Avian cytosolic 3-hydroxy-3-methylglutaryl-CoA synthase: evaluation of the role of cysteines in reaction chemistry.

The pH dependence of avian cytosolic HMG-CoA synthase activity is fit by a titration curve with a pK = 8.6. The observation of optimal activity at alkaline pH and the insensitivity of pK to divalent cation concentration suggest that the pK reflects ionization of an amino-acid side chain (e.g., cysteinyl sulfhydryl) rather than substrate enolization. Upon reaction of 3-chloropropionyl-CoA with HMG-CoA synthase C129S, an enzyme variant lacking the sulfhydryl group normally targeted by this mechanism-based inhibitor, stoichiometric modification occurs. Amino-acid analysis indicates that cysteine is the principal target in C129S enzyme, demonstrating the presence of a second reactive cysteine within this enzyme. To test whether another cysteine functions in reaction chemistry, conserved cysteines were identified by sequence homology analysis.
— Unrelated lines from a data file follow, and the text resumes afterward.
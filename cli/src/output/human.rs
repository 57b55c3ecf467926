//! Human-readable terminal renderer.

use std::path::Path;

use owo_colors::OwoColorize as _;

use crate::application::services::account_service::{AccountStatus, AddOutcome, RemoveOutcome};
use crate::application::services::backup_service::RestoreOutcome;
use crate::application::services::connection_service::ConnectionReport;
use crate::application::services::repo_service::{CloneOutcome, UseOutcome};
use crate::domain::backup::BackupEntry;
use crate::domain::config::{CONFIG_ENV, ManagerConfig, VALID_CONFIG_KEYS};
use crate::domain::health::{DoctorChecks, GIT_MIN_VERSION};
use crate::domain::ssh_config::render_block;
use crate::output::OutputContext;

/// Subcommands listed by the bare command, in display order.
pub const COMMAND_SUMMARY: &[(&str, &str)] = &[
    ("add <alias>", "Register an account and create its SSH key"),
    ("list", "List managed accounts"),
    ("show <alias>", "Show an account and its SSH block"),
    ("key <alias>", "Print an account's public key"),
    ("remove <alias>", "Remove an account"),
    ("test <alias>", "Test SSH authentication"),
    ("use <alias>", "Use an account in a repository"),
    ("clone <alias> <url>", "Clone a repository as an account"),
    ("backup <command>", "Create, list, restore or prune backups"),
    ("doctor", "Diagnose the SSH setup"),
    ("config <command>", "Show or change settings"),
    ("menu", "Interactive menu"),
];

/// Renders domain types as human-readable terminal output using `OutputContext`.
pub struct HumanRenderer<'a> {
    ctx: &'a OutputContext,
}

impl<'a> HumanRenderer<'a> {
    /// Create a new `HumanRenderer` wrapping the given output context.
    #[must_use]
    pub fn new(ctx: &'a OutputContext) -> Self {
        Self { ctx }
    }

    /// Account summary and command list printed under the banner.
    pub fn render_overview(&self, accounts: &[AccountStatus]) {
        if accounts.is_empty() {
            println!("  No accounts configured yet.");
        } else {
            println!("  {}", "Accounts:".style(self.ctx.styles.header));
            for status in accounts {
                println!(
                    "    {:<16} {:<28} {}",
                    status.account.alias.style(self.ctx.styles.alias),
                    status.account.email,
                    status.host_alias.style(self.ctx.styles.dim)
                );
            }
        }
        println!();
        println!("  {}", "Usage: git-account-manager <command>".style(self.ctx.styles.bold));
        println!();
        for (cmd, about) in COMMAND_SUMMARY {
            println!("    {cmd:<22} {about}");
        }
        println!();
        println!("  Run 'git-account-manager <command> --help' for details.");
        println!();
    }

    /// Render the CLI version information.
    pub fn render_version(&self, version: &str) {
        if self.ctx.quiet {
            return;
        }
        self.ctx.info(&format!("git-account-manager v{version}"));
    }

    /// Render managed accounts as a table.
    pub fn render_accounts(&self, accounts: &[AccountStatus]) {
        if accounts.is_empty() {
            if !self.ctx.quiet {
                println!("No accounts configured. Add one: git-account-manager add <alias>");
            }
            return;
        }
        println!(
            "  {:<16} {:<12} {:<28} {:<28} {}",
            "ALIAS".style(self.ctx.styles.dim),
            "PROVIDER".style(self.ctx.styles.dim),
            "EMAIL".style(self.ctx.styles.dim),
            "HOST".style(self.ctx.styles.dim),
            "KEY".style(self.ctx.styles.dim),
        );
        for status in accounts {
            let key = if status.key_present {
                "✓".style(self.ctx.styles.success).to_string()
            } else {
                "missing".style(self.ctx.styles.error).to_string()
            };
            println!(
                "  {:<16} {:<12} {:<28} {:<28} {key}",
                status.account.alias,
                status.account.provider.to_string(),
                status.account.email,
                status.host_alias,
            );
        }
    }

    /// Render one account with its SSH block and a clone hint.
    pub fn render_account(&self, status: &AccountStatus) {
        let account = &status.account;
        println!();
        self.ctx.header(&format!("Account {}", account.alias));
        println!();
        self.ctx.kv("Name:      ", &account.name);
        self.ctx.kv("Email:     ", &account.email);
        self.ctx.kv("Provider:  ", &account.provider.to_string());
        self.ctx.kv("Host alias:", &status.host_alias);
        let key_state = if status.key_present { "" } else { " (missing)" };
        self.ctx.kv("Key:       ", &format!("{}{key_state}", account.identity_file));
        println!();
        for line in render_block(account).lines() {
            println!("    {}", line.style(self.ctx.styles.dim));
        }
        println!();
        println!(
            "  Clone with: git clone git@{}:<owner>/<repo>.git",
            status.host_alias
        );
        println!();
    }

    /// Print a public key bare, so it can be piped to a clipboard tool.
    pub fn render_public_key(&self, key: &str) {
        println!("{key}");
    }

    /// Render the result of `add`.
    pub fn render_added(&self, outcome: &AddOutcome) {
        let account = &outcome.account;
        if let Some(backup) = &outcome.backup {
            self.ctx.info(&format!("previous config saved as {}", backup.name));
        }
        self.ctx
            .success(&format!("account {} added as {}", account.alias, account.host_alias()));
        if self.ctx.quiet {
            return;
        }
        match &outcome.public_key {
            Some(key) => {
                println!();
                println!("  Add this public key to your {} account:", account.provider);
                println!();
                println!("    {key}");
                println!();
                if let Some(url) = account.provider.key_settings_url() {
                    println!("  {}  {url}", "Register it at:".style(self.ctx.styles.bold));
                }
                println!(
                    "  Then verify with: git-account-manager test {}",
                    account.alias
                );
            }
            None => {
                println!(
                    "  Place the key at {} and run: git-account-manager key {}",
                    account.identity_file, account.alias
                );
            }
        }
        println!();
    }

    /// Render the result of `remove`.
    pub fn render_removed(&self, outcome: &RemoveOutcome) {
        if let Some(backup) = &outcome.backup {
            self.ctx.info(&format!("previous config saved as {}", backup.name));
        }
        self.ctx
            .success(&format!("account {} removed", outcome.account.alias));
    }

    /// Render an SSH authentication test.
    pub fn render_connection(&self, report: &ConnectionReport) {
        if report.authenticated {
            self.ctx
                .success(&format!("{} authenticated via {}", report.alias, report.host_alias));
        } else {
            self.ctx
                .error(&format!("{} could not authenticate via {}", report.alias, report.host_alias));
        }
        self.ctx.kv("Response:", &report.message);
    }

    /// Render the result of `use`.
    pub fn render_use(&self, outcome: &UseOutcome) {
        self.ctx
            .success(&format!("{} identity set ({})", outcome.alias, outcome.scope));
        if let Some(change) = &outcome.remote {
            if change.before == change.after {
                self.ctx.info(&format!("{} already uses {}", change.name, change.after));
            } else {
                self.ctx.kv(&format!("{}:", change.name), &change.after);
            }
        }
    }

    /// Render the result of `clone`.
    pub fn render_clone(&self, outcome: &CloneOutcome) {
        self.ctx.success(&format!(
            "cloned {} into {} as {}",
            outcome.url,
            outcome.directory.display(),
            outcome.alias
        ));
    }

    /// Render the snapshot list.
    pub fn render_backups(&self, backups: &[BackupEntry], dir: &Path) {
        if backups.is_empty() {
            if !self.ctx.quiet {
                println!("No backups in {}", dir.display());
            }
            return;
        }
        println!("  {}", format!("Backups ({})", dir.display()).style(self.ctx.styles.header));
        println!();
        for (idx, entry) in backups.iter().enumerate() {
            let marker = if idx == 0 { "  [latest]" } else { "" };
            println!(
                "  {:<32} {}  {:>7} B{marker}",
                entry.name,
                entry.created_at.format("%Y-%m-%d %H:%M:%S UTC"),
                entry.size
            );
        }
    }

    /// Render the outcome of `backup create`.
    pub fn render_backup_created(&self, entry: Option<&BackupEntry>) {
        match entry {
            Some(e) => self.ctx.success(&format!("backup written: {}", e.name)),
            None => self
                .ctx
                .info("nothing to back up (no config, or unchanged since the last backup)"),
        }
    }

    /// Render the outcome of `backup restore`.
    pub fn render_restored(&self, outcome: &RestoreOutcome) {
        if let Some(safety) = &outcome.safety_backup {
            self.ctx.info(&format!("current config saved as {}", safety.name));
        }
        self.ctx.success(&format!("restored {}", outcome.restored.name));
    }

    /// Render the outcome of `backup prune`.
    pub fn render_pruned(&self, removed: &[String], keep: usize) {
        if removed.is_empty() {
            self.ctx.info(&format!("nothing to prune (keeping {keep})"));
        } else {
            self.ctx
                .success(&format!("removed {} old backup(s), keeping {keep}", removed.len()));
        }
    }

    pub fn render_config_set(&self, key: &str, value: &str) {
        self.ctx.success(&format!("Set {key} = {value}"));
    }

    /// Render the current settings.
    pub fn render_config(&self, config: &ManagerConfig, path: &Path) {
        println!();
        println!(
            "  {}",
            format!("Configuration ({})", path.display()).style(self.ctx.styles.header)
        );
        println!();
        for key in VALID_CONFIG_KEYS {
            let value = config.get(key).unwrap_or_default();
            println!("  {:<22} {value}", format!("{key}:"));
        }
        println!();
        println!("  {}", "Environment:".style(self.ctx.styles.bold));
        for var in [CONFIG_ENV, "GIT_ACCOUNT_MANAGER_LOG", "NO_COLOR"] {
            println!(
                "    {:<32} {}",
                format!("{var}:"),
                std::env::var(var).unwrap_or_else(|_| "(not set)".to_string())
            );
        }
        println!();
    }

    /// Render doctor health check results.
    pub fn render_doctor(&self, checks: &DoctorChecks, issues: &[String], verbose: bool) {
        println!();
        println!("  {}", "Git Account Manager Health Check".style(self.ctx.styles.header));
        println!();

        let pre = &checks.prerequisites;
        println!("  Prerequisites:");
        if pre.git_found {
            let ver = pre.git_version.as_deref().unwrap_or("unknown");
            self.print_check(
                pre.git_version_ok,
                &format!("git {ver} (need \u{2265} {GIT_MIN_VERSION})"),
            );
        } else {
            self.print_check(false, "git not found");
        }
        match (pre.ssh_found, pre.ssh_version.as_deref()) {
            (true, Some(ver)) => self.print_check(true, ver),
            (true, None) => self.print_check(true, "ssh"),
            (false, _) => self.print_check(false, "ssh not found"),
        }
        self.print_check(
            pre.ssh_keygen_found,
            if pre.ssh_keygen_found {
                "ssh-keygen"
            } else {
                "ssh-keygen not found"
            },
        );
        if !(pre.git_found && pre.ssh_found && pre.ssh_keygen_found) {
            #[cfg(target_os = "macos")]
            println!("      Install: brew install git openssh");
            #[cfg(not(target_os = "macos"))]
            println!("      Install git and the OpenSSH client with your package manager");
        }
        println!();

        let dir = &checks.ssh_dir;
        println!("  ~/.ssh:");
        if dir.dir_exists {
            self.print_check(
                dir.dir_mode.is_none_or(|m| m & 0o077 == 0),
                &format!("directory{}", mode_suffix(dir.dir_mode)),
            );
        } else {
            self.print_check(true, "directory not created yet");
        }
        if dir.config_exists {
            self.print_check(
                dir.config_mode.is_none_or(|m| m & 0o077 == 0) && dir.config_error.is_none(),
                &format!("config{}", mode_suffix(dir.config_mode)),
            );
        } else {
            self.print_check(true, "config not created yet");
        }
        println!("    {} backup(s)", dir.backup_count);
        println!();

        if !checks.accounts.is_empty() {
            println!("  Accounts:");
            for account in &checks.accounts {
                let ok = account.key_exists && account.key_mode.is_none_or(|m| m & 0o077 == 0);
                self.print_check(
                    ok,
                    &format!(
                        "{} → {}{}",
                        account.alias,
                        account.identity_file,
                        mode_suffix(account.key_mode)
                    ),
                );
            }
            println!();
        }

        if issues.is_empty() {
            println!(
                "  {} Everything looks good!",
                "\u{2713}".style(self.ctx.styles.success)
            );
        } else {
            let hint = if verbose {
                ""
            } else {
                " Run with --verbose for details."
            };
            println!(
                "  {} Found {} issues.{hint}",
                "\u{2717}".style(self.ctx.styles.error),
                issues.len(),
            );
            if verbose {
                println!();
                for issue in issues {
                    println!("    {} {issue}", "\u{2717}".style(self.ctx.styles.error));
                }
            }
        }
        println!();
    }

    fn print_check(&self, ok: bool, msg: &str) {
        if ok {
            println!("    {} {msg}", "\u{2713}".style(self.ctx.styles.success));
        } else {
            println!("    {} {msg}", "\u{2717}".style(self.ctx.styles.error));
        }
    }
}

fn mode_suffix(mode: Option<u32>) -> String {
    mode.map(|m| format!(" (mode {m:o})")).unwrap_or_default()
}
Five cysteine residues (C59, C69, C224, C232, C268), invariant in the nine sequences available for various eukaryotic HMG-CoA synthase isozymes, were individually replaced by alanine in a series of mutant enzymes. Kinetic analyses of the isolated mutant HMG-CoA synthases indicate that none of these is crucial to the chemistry that results in production of HMG-CoA. These results further distinguish the HMG-CoA synthase reaction from the related condensation of acyl-CoA substrates catalyzed by beta-ketothiolase.